→ **WORK TASK**
Quote each record exactly, please, leaving none out.

(INPUT Opens)

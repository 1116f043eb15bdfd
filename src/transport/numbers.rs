use super::{encode_path_segment, with_query};
use crate::domain::{DidNumber, ListNumbers};

const NUMBERS_PATH: &str = "dids/numbers";

pub fn encode_list_numbers_path(request: &ListNumbers) -> String {
    with_query(
        NUMBERS_PATH,
        &[
            ("page", request.page.to_string()),
            ("page_size", request.page_size.to_string()),
        ],
    )
}

pub fn encode_delete_number_path(number: &DidNumber) -> String {
    format!("{NUMBERS_PATH}/{}", encode_path_segment(number.raw()))
}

(INPUT Closes)

→ **WRITTEN REPLY**
repository 1116f043eb15bdfd
filename src/transport/numbers.rs
use super::{encode_path_segment, with_query};
use crate::domain::{DidNumber, ListNumbers};

const NUMBERS_PATH: &str = "dids/numbers";

pub fn encode_list_numbers_path(request: &ListNumbers) -> String {
    with_query(
        NUMBERS_PATH,
        &[
            ("page", request.page.to_string()),
            ("page_size", request.page_size.to_string()),
        ],
    )
}

pub fn encode_delete_number_path(number: &DidNumber) -> String {
    format!("{NUMBERS_PATH}/{}", encode_path_segment(number.raw()))
}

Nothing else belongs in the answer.